Problem requirements: The expected answer is a copy of every line in the listing that has the word "SkillData".

Source material:

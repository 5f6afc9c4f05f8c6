use std::marker::PhantomData;
use std::sync::Arc;

use async_trait::async_trait;
use futures::FutureExt;
use sqlx::postgres::{PgArguments, PgRow};
use sqlx::query::Query;
use sqlx::{Postgres, Row};
use uuid::Uuid;

use crate::adapter::db::session::SqlxSession;
use crate::application::app_error::AppResult;
use crate::application::interface::gateway::entry::{EntryReader, EntryRepositories, EntryWriter};
use crate::domain::entities::entry::{
    ContactData, EducationData, EntryData, ExperienceData, LanguageData, ProfileEntry, SkillData,
};
use crate::domain::entities::id::Id;
use crate::domain::entities::profile::Profile;

type PgQuery<'q> = Query<'q, Postgres, PgArguments>;

/// Table layout of one entry kind. Every entry table carries
/// `id, user_id, profile_id, created_at, updated_at` around the payload columns.
pub trait EntryTable: EntryData {
    const TABLE: &'static str;
    const COLUMNS: &'static [&'static str];

    /// Binds the payload in `COLUMNS` order.
    fn bind(self, query: PgQuery<'_>) -> PgQuery<'_>;

    fn from_row(row: &PgRow) -> Result<Self, sqlx::Error>;
}

impl EntryTable for ContactData {
    const TABLE: &'static str = "contacts";
    const COLUMNS: &'static [&'static str] = &["key", "value"];

    fn bind(self, query: PgQuery<'_>) -> PgQuery<'_> {
        query.bind(self.key).bind(self.value)
    }

    fn from_row(row: &PgRow) -> Result<Self, sqlx::Error> {
        Ok(Self {
            key: row.try_get("key")?,
            value: row.try_get("value")?,
        })
    }
}

impl EntryTable for EducationData {
    const TABLE: &'static str = "education";
    const COLUMNS: &'static [&'static str] =
        &["institution", "degree", "field_of_study", "start_date", "end_date", "details"];

    fn bind(self, query: PgQuery<'_>) -> PgQuery<'_> {
        query
            .bind(self.institution)
            .bind(self.degree)
            .bind(self.field_of_study)
            .bind(self.start_date)
            .bind(self.end_date)
            .bind(self.details)
    }

    fn from_row(row: &PgRow) -> Result<Self, sqlx::Error> {
        Ok(Self {
            institution: row.try_get("institution")?,
            degree: row.try_get("degree")?,
            field_of_study: row.try_get("field_of_study")?,
            start_date: row.try_get("start_date")?,
            end_date: row.try_get("end_date")?,
            details: row.try_get("details")?,
        })
    }
}

impl EntryTable for ExperienceData {
    const TABLE: &'static str = "experience";
    const COLUMNS: &'static [&'static str] = &["company", "position", "location", "start_date", "end_date", "details"];

    fn bind(self, query: PgQuery<'_>) -> PgQuery<'_> {
        query
            .bind(self.company)
            .bind(self.position)
            .bind(self.location)
            .bind(self.start_date)
            .bind(self.end_date)
            .bind(self.details)
    }

    fn from_row(row: &PgRow) -> Result<Self, sqlx::Error> {
        Ok(Self {
            company: row.try_get("company")?,
            position: row.try_get("position")?,
            location: row.try_get("location")?,
            start_date: row.try_get("start_date")?,
            end_date: row.try_get("end_date")?,
            details: row.try_get("details")?,
        })
    }
}

impl EntryTable for LanguageData {
    const TABLE: &'static str = "languages";
    const COLUMNS: &'static [&'static str] = &["language", "level", "certificate", "details"];

    fn bind(self, query: PgQuery<'_>) -> PgQuery<'_> {
        query
            .bind(self.language)
            .bind(self.level)
            .bind(self.certificate)
            .bind(self.details)
    }

    fn from_row(row: &PgRow) -> Result<Self, sqlx::Error> {
        Ok(Self {
            language: row.try_get("language")?,
            level: row.try_get("level")?,
            certificate: row.try_get("certificate")?,
            details: row.try_get("details")?,
        })
    }
}

impl EntryTable for SkillData {
    const TABLE: &'static str = "skills";
    const COLUMNS: &'static [&'static str] = &["name", "level", "details"];

    fn bind(self, query: PgQuery<'_>) -> PgQuery<'_> {
        query.bind(self.name).bind(self.level).bind(self.details)
    }

    fn from_row(row: &PgRow) -> Result<Self, sqlx::Error> {
        Ok(Self {
            name: row.try_get("name")?,
            level: row.try_get("level")?,
            details: row.try_get("details")?,
        })
    }
}

fn select_sql<D: EntryTable>(filter: &str) -> String {
    format!(
        "SELECT id, user_id, profile_id, {}, created_at, updated_at FROM {} WHERE {}",
        D::COLUMNS.join(", "),
        D::TABLE,
        filter
    )
}

fn upsert_sql<D: EntryTable>() -> String {
    let columns = D::COLUMNS.join(", ");
    let placeholders = (4..4 + D::COLUMNS.len())
        .map(|i| format!("${}", i))
        .collect::<Vec<_>>()
        .join(", ");
    let updates = D::COLUMNS
        .iter()
        .map(|column| format!("{0} = EXCLUDED.{0}", column))
        .collect::<Vec<_>>()
        .join(", ");
    let created_at = 4 + D::COLUMNS.len();

    format!(
        "INSERT INTO {table} (id, user_id, profile_id, {columns}, created_at, updated_at) \
         VALUES ($1, $2, $3, {placeholders}, ${created_at}, ${updated_at}) \
         ON CONFLICT (id) DO UPDATE SET profile_id = EXCLUDED.profile_id, {updates}, updated_at = EXCLUDED.updated_at",
        table = D::TABLE,
        updated_at = created_at + 1,
    )
}

fn map_entry<D: EntryTable>(row: &PgRow) -> AppResult<ProfileEntry<D>> {
    Ok(ProfileEntry {
        id: Id::new(row.try_get("id")?),
        user_id: Id::new(row.try_get("user_id")?),
        profile_id: Id::new(row.try_get("profile_id")?),
        data: D::from_row(row)?,
        created_at: row.try_get("created_at")?,
        updated_at: row.try_get("updated_at")?,
    })
}

/// One gateway type for all five entry tables.
pub struct EntryGateway<D> {
    session: SqlxSession,
    _marker: PhantomData<fn() -> D>,
}

impl<D> Clone for EntryGateway<D> {
    fn clone(&self) -> Self {
        Self {
            session: self.session.clone(),
            _marker: PhantomData,
        }
    }
}

impl<D: EntryTable> EntryGateway<D> {
    pub fn new(session: SqlxSession) -> Self {
        Self {
            session,
            _marker: PhantomData,
        }
    }
}

/// Entry gateways sharing one session.
pub fn entry_gateways(session: &SqlxSession) -> EntryRepositories {
    EntryRepositories {
        contacts: Arc::new(EntryGateway::<ContactData>::new(session.clone())),
        education: Arc::new(EntryGateway::<EducationData>::new(session.clone())),
        experience: Arc::new(EntryGateway::<ExperienceData>::new(session.clone())),
        languages: Arc::new(EntryGateway::<LanguageData>::new(session.clone())),
        skills: Arc::new(EntryGateway::<SkillData>::new(session.clone())),
    }
}

#[async_trait]
impl<D: EntryTable> EntryReader<D> for EntryGateway<D> {
    async fn find_by_id(&self, entry_id: &Id<ProfileEntry<D>>) -> AppResult<Option<ProfileEntry<D>>> {
        self.session
            .with_tx(|tx| {
                let entry_id = entry_id.value;
                async move {
                    let sql = select_sql::<D>("id = $1");
                    let result = sqlx::query(&sql)
                        .bind(entry_id)
                        .fetch_optional(tx.as_mut())
                        .await?;

                    result.as_ref().map(map_entry::<D>).transpose()
                }
                .boxed()
            })
            .await
    }

    async fn find_by_profile(&self, profile_id: &Id<Profile>) -> AppResult<Vec<ProfileEntry<D>>> {
        self.session
            .with_tx(|tx| {
                let profile_id = profile_id.value;
                async move {
                    let sql = select_sql::<D>("profile_id = $1 ORDER BY created_at, id");
                    let rows = sqlx::query(&sql)
                        .bind(profile_id)
                        .fetch_all(tx.as_mut())
                        .await?;

                    rows.iter().map(map_entry::<D>).collect()
                }
                .boxed()
            })
            .await
    }
}

#[async_trait]
impl<D: EntryTable> EntryWriter<D> for EntryGateway<D> {
    async fn save(&self, entry: ProfileEntry<D>) -> AppResult<()> {
        self.session
            .with_tx(|tx| {
                async move {
                    let sql = upsert_sql::<D>();
                    let query = sqlx::query(&sql)
                        .bind(entry.id.value)
                        .bind(entry.user_id.value)
                        .bind(entry.profile_id.value);
                    entry
                        .data
                        .bind(query)
                        .bind(entry.created_at)
                        .bind(entry.updated_at)
                        .execute(tx.as_mut())
                        .await?;
                    Ok(())
                }
                .boxed()
            })
            .await
    }

    async fn delete_by_profile_except(&self, profile_id: &Id<Profile>, keep: &[Id<ProfileEntry<D>>]) -> AppResult<()> {
        self.session
            .with_tx(|tx| {
                let profile_id = profile_id.value;
                let keep: Vec<Uuid> = keep.iter().map(|id| id.value).collect();
                async move {
                    let sql = format!("DELETE FROM {} WHERE profile_id = $1 AND NOT (id = ANY($2))", D::TABLE);
                    sqlx::query(&sql)
                        .bind(profile_id)
                        .bind(keep)
                        .execute(tx.as_mut())
                        .await?;
                    Ok(())
                }
                .boxed()
            })
            .await
    }
}

#[cfg(test)]
mod tests {
    use crate::adapter::db::gateway::entry::{select_sql, upsert_sql};
    use crate::domain::entities::entry::{ContactData, SkillData};

    #[test]
    fn test_upsert_sql_numbers_placeholders_after_payload() {
        let sql = upsert_sql::<SkillData>();
        assert!(sql.starts_with("INSERT INTO skills (id, user_id, profile_id, name, level, details, created_at, updated_at)"));
        assert!(sql.contains("VALUES ($1, $2, $3, $4, $5, $6, $7, $8)"));
        assert!(sql.contains("name = EXCLUDED.name, level = EXCLUDED.level, details = EXCLUDED.details"));
    }

    #[test]
    fn test_select_sql_lists_payload_columns() {
        let sql = select_sql::<ContactData>("id = $1");
        assert_eq!(
            sql,
            "SELECT id, user_id, profile_id, key, value, created_at, updated_at FROM contacts WHERE id = $1"
        );
    }
}
#[derive(Debug)]
pub struct SignInDTO {
    pub credential: String,
    pub auth_provider: String,
}

#[derive(Debug)]
pub struct RefreshDTO {
    pub refresh_token: String,
}

#[derive(Debug, Clone)]
pub struct AuthTokensDTO {
    pub access_token: String,
    pub refresh_token: String,
    pub nik: Option<String>,
}

#[derive(Debug, Clone)]
pub struct AuthenticatedDTO {
    pub user_id: String,
}
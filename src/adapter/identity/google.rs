use async_trait::async_trait;
use chrono::{DateTime, Duration, Utc};
use jsonwebtoken::jwk::JwkSet;
use jsonwebtoken::{Algorithm, DecodingKey, Validation, decode, decode_header};
use serde::Deserialize;
use tokio::sync::RwLock;
use tracing::{debug, error, info};

use crate::application::app_error::{AppError, AppResult};
use crate::application::interface::identity::{IdentityVerifier, VerifiedIdentity};
use crate::infra::config::IdentityConfig;

#[derive(Debug, Deserialize)]
struct GoogleClaims {
    sub: String,
    email: Option<String>,
    email_verified: Option<bool>,
}

#[derive(Clone)]
struct CachedKeys {
    keys: JwkSet,
    expires_at: DateTime<Utc>,
}

impl CachedKeys {
    fn new(keys: JwkSet, ttl: Duration) -> Self {
        Self {
            keys,
            expires_at: Utc::now() + ttl,
        }
    }

    fn is_expired(&self) -> bool {
        Utc::now() > self.expires_at
    }
}

/// Verifies Google ID tokens against the published key set.
///
/// Keys are cached for `jwks_cache_ttl` seconds. A token signed with a key id
/// missing from the cache triggers one refetch, which covers key rotation.
pub struct GoogleIdentityVerifier {
    http: reqwest::Client,
    jwks_url: String,
    client_id: String,
    issuers: Vec<String>,
    cache_ttl: Duration,
    cache: RwLock<Option<CachedKeys>>,
}

impl GoogleIdentityVerifier {
    pub fn new(config: &IdentityConfig) -> Self {
        Self {
            http: reqwest::Client::new(),
            jwks_url: config.jwks_url.clone(),
            client_id: config.google_client_id.clone(),
            issuers: config.issuers.clone(),
            cache_ttl: Duration::seconds(config.jwks_cache_ttl as i64),
            cache: RwLock::new(None),
        }
    }

    #[cfg(test)]
    fn with_keys(config: &IdentityConfig, keys: JwkSet) -> Self {
        let verifier = Self::new(config);
        Self {
            cache: RwLock::new(Some(CachedKeys::new(keys, verifier.cache_ttl))),
            ..verifier
        }
    }

    async fn fetch_keys(&self) -> AppResult<JwkSet> {
        let unavailable = |e: reqwest::Error| {
            error!("Failed to fetch identity provider keys from {}: {}", self.jwks_url, e);
            AppError::IdentityProviderUnavailable(e.to_string())
        };
        let keys: JwkSet = self
            .http
            .get(&self.jwks_url)
            .send()
            .await
            .and_then(|response| response.error_for_status())
            .map_err(unavailable)?
            .json()
            .await
            .map_err(unavailable)?;

        info!("Fetched {} identity provider keys", keys.keys.len());
        let mut cache = self.cache.write().await;
        *cache = Some(CachedKeys::new(keys.clone(), self.cache_ttl));
        Ok(keys)
    }

    async fn cached_keys(&self) -> Option<JwkSet> {
        let cache = self.cache.read().await;
        cache
            .as_ref()
            .filter(|cached| !cached.is_expired())
            .map(|cached| cached.keys.clone())
    }

    async fn decoding_key(&self, kid: &str) -> AppResult<DecodingKey> {
        let keys = match self.cached_keys().await {
            Some(keys) if keys.find(kid).is_some() => keys,
            _ => self.fetch_keys().await?,
        };
        let jwk = keys.find(kid).ok_or_else(|| {
            debug!("Unknown signing key id {}", kid);
            AppError::InvalidToken
        })?;
        DecodingKey::from_jwk(jwk).map_err(|_| AppError::InvalidToken)
    }

    fn validation(&self) -> Validation {
        let mut validation = Validation::new(Algorithm::RS256);
        validation.set_audience(&[self.client_id.as_str()]);
        validation.set_issuer(self.issuers.as_slice());
        validation
    }
}

#[async_trait]
impl IdentityVerifier for GoogleIdentityVerifier {
    async fn verify(&self, credential: &str) -> AppResult<VerifiedIdentity> {
        let header = decode_header(credential).map_err(|_| AppError::InvalidToken)?;
        let kid = header.kid.ok_or(AppError::InvalidToken)?;
        let key = self.decoding_key(&kid).await?;

        let claims = decode::<GoogleClaims>(credential, &key, &self.validation())
            .map_err(|e| {
                debug!("Rejected identity token: {}", e);
                AppError::InvalidToken
            })?
            .claims;

        let email = match claims.email_verified {
            Some(false) => None,
            _ => claims.email,
        };
        Ok(VerifiedIdentity { sub: claims.sub, email })
    }
}
pub const DEFAULT_OFFSET: i64 = 0;
pub const DEFAULT_LIMIT: i64 = 10;
pub const MIN_LIMIT: i64 = 1;
pub const MAX_LIMIT: i64 = 100;
use serde::Deserialize;
use utoipa::IntoParams;
use validator::Validate;

/// Out-of-range values are clamped rather than rejected.
#[derive(Debug, Deserialize, IntoParams, Validate)]
pub struct OffsetQuery {
    #[param(minimum = 0, default = 0)]
    pub offset: Option<i64>,
    #[param(minimum = 1, maximum = 100, default = 10)]
    pub limit: Option<i64>,
}
use crate::{
    application::app_error::AppResult,
    domain::entities::{
        id::Id,
        user::User
    }
};
use async_trait::async_trait;

#[async_trait]
pub trait UserWriter: Send + Sync {
    /// Fails with `UserAlreadyExists` when the email is taken.
    async fn insert(&self, user: User) -> AppResult<Id<User>>;
}

#[async_trait]
pub trait UserReader: Send + Sync {
    async fn find_by_email(&self, email: &str) -> AppResult<Option<User>>;
    async fn find_by_id(&self, user_id: &Id<User>) -> AppResult<Option<User>>;
}
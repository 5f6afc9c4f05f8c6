pub mod auth;
pub mod pagination;
pub mod profile;
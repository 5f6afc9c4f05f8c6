use tracing_appender::non_blocking::{NonBlocking, NonBlockingBuilder, WorkerGuard};
use tracing_appender::rolling::{RollingFileAppender, Rotation};
use tracing_subscriber::filter::filter_fn;
use tracing_subscriber::layer::SubscriberExt;
use tracing_subscriber::util::SubscriberInitExt;
use tracing_subscriber::{EnvFilter, Layer, fmt};

use crate::infra::config::AppConfig;

fn create_file_appender(log_path: &str, prefix: &str) -> anyhow::Result<RollingFileAppender> {
    let appender = RollingFileAppender::builder()
        .rotation(Rotation::DAILY)
        .filename_prefix(prefix)
        .filename_suffix("jsonl")
        .build(log_path)?;
    Ok(appender)
}

fn create_non_blocking_writer(appender: RollingFileAppender) -> (NonBlocking, WorkerGuard) {
    NonBlockingBuilder::default()
        .lossy(false)
        .buffered_lines_limit(1)
        .finish(appender)
}

fn create_error_layer<S>(writer: NonBlocking) -> impl Layer<S>
where
    S: tracing::Subscriber + for<'a> tracing_subscriber::registry::LookupSpan<'a>,
{
    fmt::layer()
        .json()
        .with_writer(writer)
        .with_filter(filter_fn(|metadata| metadata.level() == &tracing::Level::ERROR))
}

fn create_log_layer<S>(writer: NonBlocking) -> impl Layer<S>
where
    S: tracing::Subscriber + for<'a> tracing_subscriber::registry::LookupSpan<'a>,
{
    fmt::layer()
        .json()
        .with_writer(writer)
        .with_filter(filter_fn(|metadata| {
            let level = metadata.level();
            level == &tracing::Level::INFO || level == &tracing::Level::WARN
        }))
}

/// `RUST_LOG` wins over the configured level.
fn console_filter(level: &str) -> EnvFilter {
    EnvFilter::try_from_default_env().unwrap_or_else(|_| EnvFilter::new(level))
}

fn create_console_layer<S>(filter: EnvFilter) -> impl Layer<S>
where
    S: tracing::Subscriber + for<'a> tracing_subscriber::registry::LookupSpan<'a>,
{
    fmt::layer().with_filter(filter)
}

pub fn init_tracing(config: &AppConfig) -> anyhow::Result<(WorkerGuard, WorkerGuard)> {
    let log_path = &config.logger.log_path;

    let error_appender = create_file_appender(log_path, "err_logs")?;
    let log_appender = create_file_appender(log_path, "app_logs")?;

    let (error_writer, error_guard) = create_non_blocking_writer(error_appender);
    let (log_writer, log_guard) = create_non_blocking_writer(log_appender);

    tracing_subscriber::registry()
        .with(create_error_layer(error_writer))
        .with(create_log_layer(log_writer))
        .with(create_console_layer(console_filter(&config.logger.level)))
        .try_init()?;

    Ok((error_guard, log_guard))
}
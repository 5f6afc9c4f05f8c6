pub mod crypto;
pub mod db;
pub mod http;
pub mod identity;
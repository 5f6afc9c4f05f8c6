pub mod app_error_impl;
pub mod docs;
pub mod middleware;
pub mod routes;
pub mod schema;
pub mod validation;
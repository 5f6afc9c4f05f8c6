pub mod avatar;
pub mod entry;
pub mod profile;
pub mod user;
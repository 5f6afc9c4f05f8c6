use crate::application::app_error::AppError;
use axum::{
    http::StatusCode,
    response::{IntoResponse, Response},
    Json,
};
use serde::Serialize;
use serde_json::json;
use tracing::error;
use utoipa::ToSchema;

#[derive(Debug, Serialize, ToSchema)]
pub struct ErrorResponse {
    pub error: String,
}

impl AppError {
    pub fn status_code(&self) -> StatusCode {
        match self {
            AppError::InvalidId(_)
            | AppError::InvalidAuthProvider(_)
            | AppError::ValidationError(_)
            | AppError::JsonRejection(_)
            | AppError::QueryRejection(_) => StatusCode::BAD_REQUEST,
            AppError::InvalidToken => StatusCode::UNAUTHORIZED,
            AppError::AccessDenied => StatusCode::FORBIDDEN,
            AppError::ProfileNotFound => StatusCode::NOT_FOUND,
            AppError::ProfileAlreadyExists | AppError::UserAlreadyExists => StatusCode::CONFLICT,
            AppError::IdentityProviderUnavailable(_) => StatusCode::SERVICE_UNAVAILABLE,
            AppError::DatabaseError(_) | AppError::TokenEncodingError(_) => StatusCode::INTERNAL_SERVER_ERROR,
        }
    }
}

impl IntoResponse for AppError {
    fn into_response(self) -> Response {
        let status = self.status_code();

        // Internal details stay in the logs.
        let message = match &self {
            AppError::DatabaseError(_) | AppError::TokenEncodingError(_) | AppError::IdentityProviderUnavailable(_) => {
                error!("{}", self);
                None
            }
            _ => Some(self.to_string()),
        };

        let message = match message {
            Some(msg) => msg,
            None => status
                .canonical_reason()
                .unwrap_or("Unknown error")
                .to_string(),
        };

        let body = Json(json!({
            "error": message
        }));

        (status, body).into_response()
    }
}

#[cfg(test)]
mod tests {
    use axum::body::to_bytes;
    use axum::http::StatusCode;
    use axum::response::IntoResponse;
    use rstest::rstest;
    use serde_json::Value;

    use crate::application::app_error::AppError;

    async fn render(err: AppError) -> (StatusCode, Value) {
        let response = err.into_response();
        let status = response.status();
        let body = to_bytes(response.into_body(), usize::MAX).await.unwrap();
        (status, serde_json::from_slice(&body).unwrap())
    }

    #[rstest]
    #[case(AppError::InvalidToken, StatusCode::UNAUTHORIZED, "Invalid token")]
    #[case(AppError::ProfileNotFound, StatusCode::NOT_FOUND, "Profile not found")]
    #[case(AppError::AccessDenied, StatusCode::FORBIDDEN, "Forbidden")]
    #[case(AppError::ProfileAlreadyExists, StatusCode::CONFLICT, "Profile already exists")]
    #[case(AppError::UserAlreadyExists, StatusCode::CONFLICT, "User already exists")]
    #[case(AppError::InvalidAuthProvider("github".to_string()), StatusCode::BAD_REQUEST, "Unsupported auth provider: github")]
    #[case(AppError::TokenEncodingError("boom".to_string()), StatusCode::INTERNAL_SERVER_ERROR, "Internal Server Error")]
    #[case(AppError::IdentityProviderUnavailable("timeout".to_string()), StatusCode::SERVICE_UNAVAILABLE, "Service Unavailable")]
    #[tokio::test]
    async fn test_error_rendering(#[case] err: AppError, #[case] status: StatusCode, #[case] message: &str) {
        let (actual_status, body) = render(err).await;
        assert_eq!(actual_status, status);
        assert_eq!(body["error"], message);
    }

    #[tokio::test]
    async fn test_database_error_hides_details() {
        let (status, body) = render(AppError::DatabaseError(sqlx::Error::RowNotFound)).await;
        assert_eq!(status, StatusCode::INTERNAL_SERVER_ERROR);
        assert_eq!(body["error"], "Internal Server Error");
    }
}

Result below:
    ContactData, EducationData, EntryData, ExperienceData, LanguageData, ProfileEntry, SkillData,
impl EntryTable for SkillData {
        skills: Arc::new(EntryGateway::<SkillData>::new(session.clone())),
    use crate::domain::entities::entry::{ContactData, SkillData};
        let sql = upsert_sql::<SkillData>();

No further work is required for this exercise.